The plaintiff’s complaint was dismissed without prejudice, as were the three amended complaints which followed. By the Third Amended Complaint, the crux of the case had become whether equitable estoppel could be applied against the City. In its order dismissing the Third Amended Complaint, the Circuit Court concluded that plaintiff’s claim largely revolved around cost overruns for the original scope of work, and that plaintiff had not alleged that any of the employees with whom it had dealt had authority to bypass the provisions of the contract.

The Appellate Court reversed, finding that the plaintiff’s allegations — that it had dealt with individuals who appeared to have been designated to manage the project, based on their titles and conduct — were sufficient to make out a claim for equitable estoppel.

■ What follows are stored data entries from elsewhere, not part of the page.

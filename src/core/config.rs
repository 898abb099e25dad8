//! External configuration types.
//!
//! Callers load these (typically with `serde_json`) and hand them to the
//! simulator:
//! - `CardsConfig`: crafting mode name → card definitions
//! - `ItemsConfig`: item name → `ItemConfig`
//! - `CraftTargets`: the scoring side of an item (buff, thresholds, rewards, cost)
//!
//! The simulator never reads files itself.

use std::collections::BTreeMap;

use serde::{Deserialize, Serialize};

use super::error::{SimError, SimResult};
use super::state::BuffSet;
use crate::cards::CardDefinition;

/// Card definitions per crafting mode name.
pub type CardsConfig = BTreeMap<String, Vec<CardDefinition>>;

/// Item configurations by item name.
pub type ItemsConfig = BTreeMap<String, ItemConfig>;

/// Scoring targets for an evaluation.
///
/// All parts are optional. An empty `CraftTargets` evaluates mean score only.
#[derive(Clone, Debug, Default, PartialEq, Serialize, Deserialize)]
pub struct CraftTargets {
    /// Item buff active for every trial.
    #[serde(default, skip_serializing_if = "Option::is_none")]
    pub buff_id: Option<String>,

    /// Ascending score cutoffs, one per star tier.
    #[serde(default, skip_serializing_if = "Option::is_none")]
    pub star_thresholds: Option<Vec<u64>>,

    /// Reward per number of tiers reached (length = thresholds + 1).
    #[serde(default, skip_serializing_if = "Option::is_none")]
    pub wish_points: Option<Vec<f64>>,

    /// Resource cost of one craft.
    #[serde(default, skip_serializing_if = "Option::is_none")]
    pub stamina_cost: Option<u32>,
}

impl CraftTargets {
    /// Create empty targets.
    #[must_use]
    pub fn new() -> Self {
        Self::default()
    }

    /// Set the active item buff.
    #[must_use]
    pub fn with_buff(mut self, buff: impl Into<String>) -> Self {
        self.buff_id = Some(buff.into());
        self
    }

    /// Set star thresholds.
    #[must_use]
    pub fn with_thresholds(mut self, thresholds: Vec<u64>) -> Self {
        self.star_thresholds = Some(thresholds);
        self
    }

    /// Set the reward table.
    #[must_use]
    pub fn with_rewards(mut self, rewards: Vec<f64>) -> Self {
        self.wish_points = Some(rewards);
        self
    }

    /// Set the resource cost.
    #[must_use]
    pub fn with_cost(mut self, cost: u32) -> Self {
        self.stamina_cost = Some(cost);
        self
    }

    /// Thresholds as a slice (empty when unset).
    #[must_use]
    pub fn thresholds(&self) -> &[u64] {
        self.star_thresholds.as_deref().unwrap_or(&[])
    }

    /// Check the invariants evaluation relies on.
    ///
    /// Thresholds must be non-decreasing and, when both are present, the
    /// reward table must hold one entry per tier count (thresholds + 1).
    pub fn validate(&self) -> SimResult<()> {
        let thresholds = self.thresholds();
        if thresholds.windows(2).any(|w| w[0] > w[1]) {
            return Err(SimError::NonAscendingThresholds(thresholds.to_vec()));
        }

        if let Some(rewards) = &self.wish_points {
            let expected = thresholds.len() + 1;
            if rewards.len() != expected {
                return Err(SimError::RewardTableLength {
                    expected,
                    actual: rewards.len(),
                });
            }
        }

        Ok(())
    }

    /// Item buffs as a set.
    #[must_use]
    pub fn buffs(&self) -> BuffSet {
        self.buff_id.iter().cloned().collect()
    }

    /// Number of tiers a score reaches.
    #[must_use]
    pub fn tiers_achieved(&self, score: f64) -> usize {
        self.thresholds()
            .iter()
            .take_while(|&&threshold| score >= threshold as f64)
            .count()
    }
}

/// Configuration of a craftable item.
#[derive(Clone, Debug, PartialEq, Serialize, Deserialize)]
pub struct ItemConfig {
    /// Crafting mode name (e.g. `"forging"`).
    pub crafting_type: String,

    /// Number of cards the item's deck holds.
    pub deck_size: usize,

    /// Buff, thresholds, rewards and cost.
    #[serde(flatten)]
    pub targets: CraftTargets,
}

impl ItemConfig {
    /// Create an item with no targets.
    pub fn new(crafting_type: impl Into<String>, deck_size: usize) -> Self {
        Self {
            crafting_type: crafting_type.into(),
            deck_size,
            targets: CraftTargets::default(),
        }
    }

    /// Replace the item's targets.
    #[must_use]
    pub fn with_targets(mut self, targets: CraftTargets) -> Self {
        self.targets = targets;
        self
    }
}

The Supreme Court unanimously reversed. Equitable estoppel is particularly disfavored where the public revenue is at stake, the Court held. A plaintiff seeking to establish equitable estoppel against a municipality must plead specific facts showing (1) an affirmative act by the municipality, or by an official with express authority, and (2) reasonable reliance that induces the plaintiff to detrimentally change position.

The Court held that the plaintiff’s allegations about the titles and statements of the City’s employees fell far short of establishing express authority to informally approve changes to the contract. Nor could the plaintiff allege reasonable reliance: even taking the plaintiff’s allegations at face value, the plaintiff made no allegation that anyone had ever specified exactly how much new work was being authorized.

The take-away from Patrick Engineering is clear. In Illinois, the best way to ensure that a government contractor will get paid for cost overruns and changes in the scope of work is to make sure that the contract provides detailed procedures for such circumstances, and to follow them. Failing that, plaintiffs should make sure to confirm the duties and authority of the government employees they deal with.